49 N.W.2d 606 | N.D. | 1951
This is an action upon a written contract involving the sale by the defendant to the plaintiff of a lot in the City of Minot, North Dakota, on or about July 5, 1949. The purchase price of $1500.00 was paid. The plaintiff’s complaint alleges that as a part of the consideration the contract provided:
“And Whereas the purchase price of $1,500.00 for said property includes the installation of sidewalk, curb and gutter on the street side of the said premises,
“Now Therefore, in consideration of the said purchase price for said premises, receipt whereof is hereby acknowledged by the Party of the second part, It is mutually agreed that the second party shall pay all costs in connection with the installation of said sidewalk, curb and gutter along the front of said premises, which installation is at present being made, the said payment to be made as soon as the cost can be ascertained at the office of the City Auditor of Minot.”
This contract was witnessed by two witnesses and signed by the plaintiff as party of the first part and by the defendant as party of the second part. The plaintiff then alleges that the defendant failed and refused to pay the cost of installing the sidewalk, curb and gutter as provided by the contract, and that the plaintiff paid therefor the sum of $501.92, which he seeks to recover.
The defendant, by his answer, admits the sale and purchase of the lot for $1500.00, and denies other allegations of the complaint. He specifically denies that he agreed to pay for the construction - of the curb, sidewalk and gutter along the front of the premises and alleges that he was to pay only for the excavation work that was then being done in connection with the construction of the curb and sidewalk, and that he has paid for this excavation the sum of $45.00. He further alleges that the plaintiff hired an attorney to draw up the agreement upon which the action is brought, and that upon being urged to do so by the plaintiff, the defendant, after first remonstrating that he was too busy to sign the instrument, went to the attorney’s office “and signed the said Exhibit ‘A’ without reading the same assuming of course that the same contained the actual agreement as made between the Plaintiff and Defendant at the time of the sale of
The case was tried to a jury who were instructed that since the execution of the contract was admitted, the jury should render a verdict for the plaintiff for such amount as they would find due him under the instructions and the evidence. A verdict was rendered for the full amount claimed by the plaintiff. The defendant moved for a judgment notwithstanding the verdict or in the alternative for a new trial. This motion was denied. The defendant appeals from the order denying his motion and from the judgment entered on the verdict.

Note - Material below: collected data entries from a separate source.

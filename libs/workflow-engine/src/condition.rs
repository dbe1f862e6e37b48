//! The predicate mini-language transitions and step conditions are written
//! in: a single `<path> <op> <literal>` comparison, dot-path addressed into
//! a JSON data map.
//!
//! Kept as a pure function deliberately — see DESIGN.md — rather than grown
//! into an ad-hoc expression interpreter living inside the executor.

use serde_json::Value;

/// Comparison operators the grammar recognizes, longest-prefix first so
/// `===` is never mistaken for `==`.
const OPERATORS: &[&str] = &["===", "!==", "==", "!=", ">=", "<=", ">", "<"];

/// Evaluate `predicate` against `data`.
///
/// Returns `None` when `predicate` doesn't parse as `<path> <op> <literal>`.
/// Callers decide the conservative default for their position in the graph:
/// `unwrap_or(false)` for transition conditions (don't follow the edge),
/// `unwrap_or(true)` for step-level conditions (don't spuriously block).
#[must_use]
pub fn evaluate_condition(predicate: &str, data: &Value) -> Option<bool> {
    let predicate = predicate.trim();

    for op in OPERATORS {
        if let Some(idx) = find_operator(predicate, op) {
            let path = predicate[..idx].trim();
            let literal = predicate[idx + op.len()..].trim();
            if path.is_empty() || literal.is_empty() {
                continue;
            }
            let left = resolve_path(data, path);
            let right = parse_literal(literal);
            return Some(compare(left.as_ref(), op, &right));
        }
    }

    None
}

/// Find the first occurrence of `op` that isn't a substring of a longer
/// operator already matched (so `!=` isn't found inside `!==`).
fn find_operator(predicate: &str, op: &str) -> Option<usize> {
    let idx = predicate.find(op)?;
    // Reject a short match that's actually part of a longer operator at the
    // same position (e.g. "==" matching inside "===").
    for longer in OPERATORS {
        if longer.len() > op.len() && predicate[idx..].starts_with(longer) {
            return None;
        }
    }
    Some(idx)
}

/// Resolve a dot-separated path into `data`. A missing key at any segment
/// yields `None` (null).
fn resolve_path<'a>(data: &'a Value, path: &str) -> Option<&'a Value> {
    let mut current = data;
    for segment in path.split('.') {
        current = current.get(segment)?;
    }
    Some(current)
}

/// A literal from the predicate's right-hand side, parsed without knowing
/// the left-hand side's type yet.
#[derive(Debug, Clone, PartialEq)]
enum Literal {
    Number(f64),
    Bool(bool),
    Null,
    String(String),
}

fn parse_literal(raw: &str) -> Literal {
    if let Some(unquoted) = strip_quotes(raw) {
        return Literal::String(unquoted.to_string());
    }
    match raw {
        "true" => return Literal::Bool(true),
        "false" => return Literal::Bool(false),
        "null" => return Literal::Null,
        _ => {}
    }
    if let Ok(n) = raw.parse::<f64>() {
        return Literal::Number(n);
    }
    Literal::String(raw.to_string())
}

fn strip_quotes(raw: &str) -> Option<&str> {
    let bytes = raw.as_bytes();
    if bytes.len() >= 2 {
        let (first, last) = (bytes[0], bytes[bytes.len() - 1]);
        if (first == b'"' && last == b'"') || (first == b'\'' && last == b'\'') {
            return Some(&raw[1..raw.len() - 1]);
        }
    }
    None
}

/// Compare a resolved JSON value (possibly absent) against a parsed literal
/// using `op`. Numeric comparison is used whenever both sides are numeric;
/// otherwise string/bool/null equality applies. `>`, `<`, `>=`, `<=` are
/// only meaningful for numbers and return `false` for any other pairing.
fn compare(left: Option<&Value>, op: &str, right: &Literal) -> bool {
    let left_num = left.and_then(Value::as_f64);
    let right_num = match right {
        Literal::Number(n) => Some(*n),
        _ => None,
    };

    if let (Some(l), Some(r)) = (left_num, right_num) {
        return match op {
            "==" | "===" => (l - r).abs() < f64::EPSILON,
            "!=" | "!==" => (l - r).abs() >= f64::EPSILON,
            ">" => l > r,
            "<" => l < r,
            ">=" => l >= r,
            "<=" => l <= r,
            _ => false,
        };
    }

    match op {
        "==" | "===" => values_equal(left, right),
        "!=" | "!==" => !values_equal(left, right),
        _ => false,
    }
}

fn values_equal(left: Option<&Value>, right: &Literal) -> bool {
    match (left, right) {
        (None, Literal::Null) => true,
        (Some(Value::Null), Literal::Null) => true,
        (Some(Value::String(s)), Literal::String(r)) => s == r,
        (Some(Value::Bool(b)), Literal::Bool(r)) => b == r,
        (Some(Value::Number(n)), Literal::Number(r)) => n.as_f64().is_some_and(|n| (n - r).abs() < f64::EPSILON),
        _ => false,
    }
}

#[cfg(test)]
mod tests {
    use super::*;
    use serde_json::json;

    #[test]
    fn strict_equality_operator() {
        let data = json!({"user": {"plan": "premium"}});
        assert_eq!(evaluate_condition("user.plan === \"premium\"", &data), Some(true));
        assert_eq!(evaluate_condition("user.plan === \"basic\"", &data), Some(false));
    }

    #[test]
    fn strict_inequality_operator() {
        let data = json!({"user": {"plan": "basic"}});
        assert_eq!(evaluate_condition("user.plan !== \"premium\"", &data), Some(true));
    }

    #[test]
    fn loose_equality_and_inequality() {
        let data = json!({"n": 1});
        assert_eq!(evaluate_condition("n == 1", &data), Some(true));
        assert_eq!(evaluate_condition("n != 2", &data), Some(true));
    }

    #[test]
    fn numeric_ordering_operators() {
        let data = json!({"score": 7});
        assert_eq!(evaluate_condition("score > 5", &data), Some(true));
        assert_eq!(evaluate_condition("score < 5", &data), Some(false));
        assert_eq!(evaluate_condition("score >= 7", &data), Some(true));
        assert_eq!(evaluate_condition("score <= 7", &data), Some(true));
    }

    #[test]
    fn dotted_path_miss_compares_false_except_null() {
        let data = json!({});
        assert_eq!(evaluate_condition("missing.path == 1", &data), Some(false));
        assert_eq!(evaluate_condition("missing.path == null", &data), Some(true));
    }

    #[test]
    fn unquoted_string_literal() {
        let data = json!({"status": "active"});
        assert_eq!(evaluate_condition("status == active", &data), Some(true));
    }

    #[test]
    fn unparseable_predicate_returns_none() {
        let data = json!({});
        assert_eq!(evaluate_condition("not a predicate at all", &data), None);
        assert_eq!(evaluate_condition("", &data), None);
    }

    #[test]
    fn numeric_literal_compares_numerically_against_string_valued_number() {
        let data = json!({"count": 10});
        assert_eq!(evaluate_condition("count > 2", &data), Some(true));
    }
}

The defendant under cross-examination freely admitted that on the fifth day of July, 1949, he owned the lot in question, which he sold to the plaintiff for $1500.00: He admitted his signature upon the contract. The plaintiff then proved that there was assessed against the property the sum of $501.92 for the construction of curb, sidewalk and gutter, which amount the plaintiff paid in full.

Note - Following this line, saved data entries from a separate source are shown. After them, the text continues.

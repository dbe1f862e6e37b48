//! Resolves a `Step`'s `action_ref`/`compensation_ref` to a callable
//! `Action` implementation (§4.2, C1).

pub mod builtins;

use std::collections::HashMap;
use std::sync::Arc;

use thiserror::Error;

use crate::action::Action;

/// Errors raised while resolving or registering an action.
#[derive(Debug, Error, Clone, PartialEq, Eq)]
pub enum RegistryError {
    #[error("action not found: {0}")]
    ActionNotFound(String),

    /// Kept for API completeness with §4.2's error taxonomy. Trait objects
    /// registered through `register` are checked against the `Action`
    /// contract by the compiler, so this can't occur through the typed
    /// entry point — only a hypothetical dynamic-loading backend would need
    /// to raise it at runtime.
    #[error("registered target for '{0}' does not implement the action contract")]
    InvalidActionClass(String),
}

/// Maps a reference string to a constructed `Action`.
///
/// Resolution order per §4.2: a caller-registered fully-qualified
/// identifier and a bundled short name both live in the same map (the
/// bundled names are seeded by `with_builtins`); whichever was registered
/// last under a given key wins, so application registration can shadow a
/// built-in deliberately. Everything not found in the map raises
/// `ActionNotFound` before any side effect occurs.
#[derive(Clone, Default)]
pub struct ActionRegistry {
    actions: HashMap<String, Arc<dyn Action>>,
}

impl ActionRegistry {
    #[must_use]
    pub fn new() -> Self {
        Self::default()
    }

    /// A registry seeded with the bundled helper actions: `log`, `delay`,
    /// `email`, `http`, `condition`.
    #[must_use]
    pub fn with_builtins() -> Self {
        let mut registry = Self::new();
        registry.register(Arc::new(builtins::LogAction));
        registry.register(Arc::new(builtins::DelayAction));
        registry.register(Arc::new(builtins::EmailAction));
        registry.register(Arc::new(builtins::HttpAction::new()));
        registry.register(Arc::new(builtins::ConditionAction));
        registry
    }

    /// Register (or replace) an action under its own `name()`.
    pub fn register(&mut self, action: Arc<dyn Action>) {
        self.actions.insert(action.name().to_string(), action);
    }

    /// Register an action under an explicit reference, independent of its
    /// own `name()` — useful for aliasing a single implementation under
    /// several fully-qualified identifiers.
    pub fn register_as(&mut self, reference: impl Into<String>, action: Arc<dyn Action>) {
        self.actions.insert(reference.into(), action);
    }

    /// Resolve `reference` to its `Action`, or `ActionNotFound`.
    pub fn resolve(&self, reference: &str) -> Result<Arc<dyn Action>, RegistryError> {
        self.actions
            .get(reference)
            .cloned()
            .ok_or_else(|| RegistryError::ActionNotFound(reference.to_string()))
    }

    #[must_use]
    pub fn contains(&self, reference: &str) -> bool {
        self.actions.contains_key(reference)
    }
}

#[cfg(test)]
mod tests {
    use super::*;
    use crate::action::ActionResult;
    use crate::context::Context;
    use async_trait::async_trait;
    use conduit_domain::InstanceId;
    use serde_json::Map;

    struct Noop;

    #[async_trait]
    impl Action for Noop {
        async fn execute(&self, _context: &Context) -> ActionResult {
            ActionResult::success(Map::new())
        }

        fn name(&self) -> &str {
            "noop"
        }
    }

    #[test]
    fn resolves_builtins_by_short_name() {
        let registry = ActionRegistry::with_builtins();
        for name in ["log", "delay", "email", "http", "condition"] {
            assert!(registry.resolve(name).is_ok(), "missing builtin {name}");
        }
    }

    #[test]
    fn unregistered_reference_is_action_not_found() {
        let registry = ActionRegistry::with_builtins();
        let err = registry.resolve("nothing.here").unwrap_err();
        assert!(matches!(err, RegistryError::ActionNotFound(_)));
    }

    #[test]
    fn user_registration_can_shadow_a_builtin() {
        let mut registry = ActionRegistry::with_builtins();
        registry.register_as("log", Arc::new(Noop));
        assert_eq!(registry.resolve("log").unwrap().name(), "noop");
    }

    #[test]
    fn register_as_aliases_under_a_qualified_name() {
        let mut registry = ActionRegistry::new();
        registry.register_as("com.example.Noop", Arc::new(Noop));
        assert!(registry.resolve("com.example.Noop").is_ok());
    }
}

The defendant sought to prove a conversation had on July 3,1949, between the plaintiff and defendant about the prospective purchase of the lot. An objection to this conversation was sustained. The defendant then made an offer of proof, the substance of which was that the oral negotiations of July 3 were to the effect that the defendant would pay for the excavation for the sidewalk, curb and gutter an amount of not more than $45.00 and that the defendant had entered into an agreement with the City of Minot to build a curb, gutter and sidewalk in front of the property, the cost of which would be assessed against the property and paid for over a period of years. The attorney for the defendant further stated:
“Defendant also offers to prove by this witness that the plaintiff employed an attorney to draw up Plaintiff’s Exhibit ‘1’, and that defendant was asked by the plaintiff while in his place of business in Minot, North Dakota, to come to the attorney’s office and sign said agreement; that this defendant went to said attorney’s office and signed said agreement without*344 reading the same and received a copy thereof; that the next day thereafter this defendant read his copy of Plaintiff’s Exhibit ‘1’ and upon discovering that it did not contain the terms of the contract and agreement as entered into between the plaintiff and defendant he immediately protested to the plaintiff and his said attorney, both of whom refused to do anything about it and the plaintiff merely stating that he had signed the contract and it was in writing.”

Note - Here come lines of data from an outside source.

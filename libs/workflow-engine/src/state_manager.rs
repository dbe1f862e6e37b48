//! Mediates every `Instance` mutation through `Storage` (§2 C7): nothing
//! outside this module writes to an instance's persisted record, and every
//! state-affecting operation is followed immediately by a `save`.

use std::sync::Arc;

use chrono::{DateTime, Duration as ChronoDuration, Utc};
use conduit_domain::{FailedStep, Instance, InstanceId, InstanceState, StateTransitionError};
use conduit_storage::{Storage, StorageError};
use thiserror::Error;

use crate::context::merge_into;

/// Errors raised while mutating an instance through the `StateManager`.
#[derive(Debug, Error)]
pub enum StateManagerError {
    #[error("instance not found: {0}")]
    NotFound(InstanceId),

    #[error(transparent)]
    Storage(#[from] StorageError),

    #[error(transparent)]
    Transition(#[from] StateTransitionError),
}

/// The single mediator through which `Instance` mutations are persisted.
///
/// Every method here mutates the in-memory `Instance` and immediately
/// persists it before returning, bumping `updated_at` strictly forward (see
/// `next_timestamp`) so the monotonicity invariant (§8) holds even when two
/// mutations land within the same clock tick.
#[derive(Clone)]
pub struct StateManager {
    storage: Arc<dyn Storage>,
}

impl StateManager {
    #[must_use]
    pub fn new(storage: Arc<dyn Storage>) -> Self {
        Self { storage }
    }

    /// Persist a brand-new instance, bumping its in-memory version to match
    /// what `Storage::save` just stored (every `save` increments the
    /// stored version by one). Without this, the caller's copy stays at
    /// its pre-save version and the very next mutation through this
    /// mediator would be rejected as a stale write.
    pub async fn create(&self, instance: &mut Instance) -> Result<(), StateManagerError> {
        self.storage.save(instance).await?;
        instance.version += 1;
        Ok(())
    }

    pub async fn load(&self, id: &InstanceId) -> Result<Instance, StateManagerError> {
        self.storage
            .load(id)
            .await?
            .ok_or(StateManagerError::NotFound(*id))
    }

    /// Transition `instance.state` to `target`, rejecting the move if it's
    /// not allowed from the current state (§4.3).
    pub async fn transition(
        &self,
        instance: &mut Instance,
        target: InstanceState,
    ) -> Result<(), StateManagerError> {
        instance.state = instance.state.transition(target)?;
        self.persist(instance).await
    }

    /// Pin the step the executor is about to attempt.
    pub async fn set_current_step(
        &self,
        instance: &mut Instance,
        step_id: Option<String>,
    ) -> Result<(), StateManagerError> {
        instance.current_step_id = step_id;
        self.persist(instance).await
    }

    /// Record a step as completed and merge its result data into the
    /// instance's data. Idempotent: re-marking an already-completed step
    /// leaves `completed_steps` unchanged (§8 idempotence).
    pub async fn complete_step(
        &self,
        instance: &mut Instance,
        step_id: &str,
        result_data: &serde_json::Value,
    ) -> Result<(), StateManagerError> {
        if !instance.has_completed(step_id) {
            instance.completed_steps.push(step_id.to_string());
        }
        merge_into(&mut instance.data, result_data);
        self.persist(instance).await
    }

    /// Append a step failure to the append-only `failed_steps` log.
    pub async fn record_step_failure(
        &self,
        instance: &mut Instance,
        step_id: &str,
        error: &str,
    ) -> Result<(), StateManagerError> {
        instance.failed_steps.push(FailedStep {
            step_id: step_id.to_string(),
            error: error.to_string(),
            failed_at: Utc::now(),
        });
        self.persist(instance).await
    }

    /// Transition to `Failed` and set `error_message` (§4.6 step 4).
    pub async fn fail_workflow(
        &self,
        instance: &mut Instance,
        error: &str,
    ) -> Result<(), StateManagerError> {
        instance.state = instance.state.transition(InstanceState::Failed)?;
        instance.error_message = Some(error.to_string());
        self.persist(instance).await
    }

    async fn persist(&self, instance: &mut Instance) -> Result<(), StateManagerError> {
        instance.updated_at = next_timestamp(instance.updated_at);
        self.storage.save(instance).await?;
        instance.version += 1;
        Ok(())
    }
}

/// `Utc::now()`, nudged forward by at least one microsecond past `previous`
/// so successive persisted revisions of the same instance never share (or
/// regress) a timestamp, even on platforms with coarse clock resolution.
fn next_timestamp(previous: DateTime<Utc>) -> DateTime<Utc> {
    let now = Utc::now();
    let floor = previous + ChronoDuration::microseconds(1);
    now.max(floor)
}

The trial court persisted in his refusal to permit the defendant to establish the matters set forth in his offer of proof. This the defendant claims is error and upon it he seeks a reversal in this court.
Section 9-0607 RCND 1943 provides: “The execution of a contract in writing, whether the law requires it to be written or not, supersedes all the oral negotiations or stipulations concerning its matter which preceded or accompanied the execution of the instrument.”
This is a legislative enactment, in part, of the parol evidence rule. This rule is stated in the Restatement of the Law of Contracts, Volume 1, Section 237, as follows: “Except as. stated in Sections 240, 241 the integration of an agreement makes inoperative to add to or to vary the agreement all contemporaneous oral agreements relating to the same subject-matter; and also, unless the integration is void, or voidable and avoided, all prior oral or written agreements relating thereto.” This is not an evidentiary or interpretive rule, but rather one of substantive law. Allgood v. National Life Insurance Co. 61 ND 763, 240 NW 874; Williston on Contracts, Revised Edition, Volume 3, Section 631.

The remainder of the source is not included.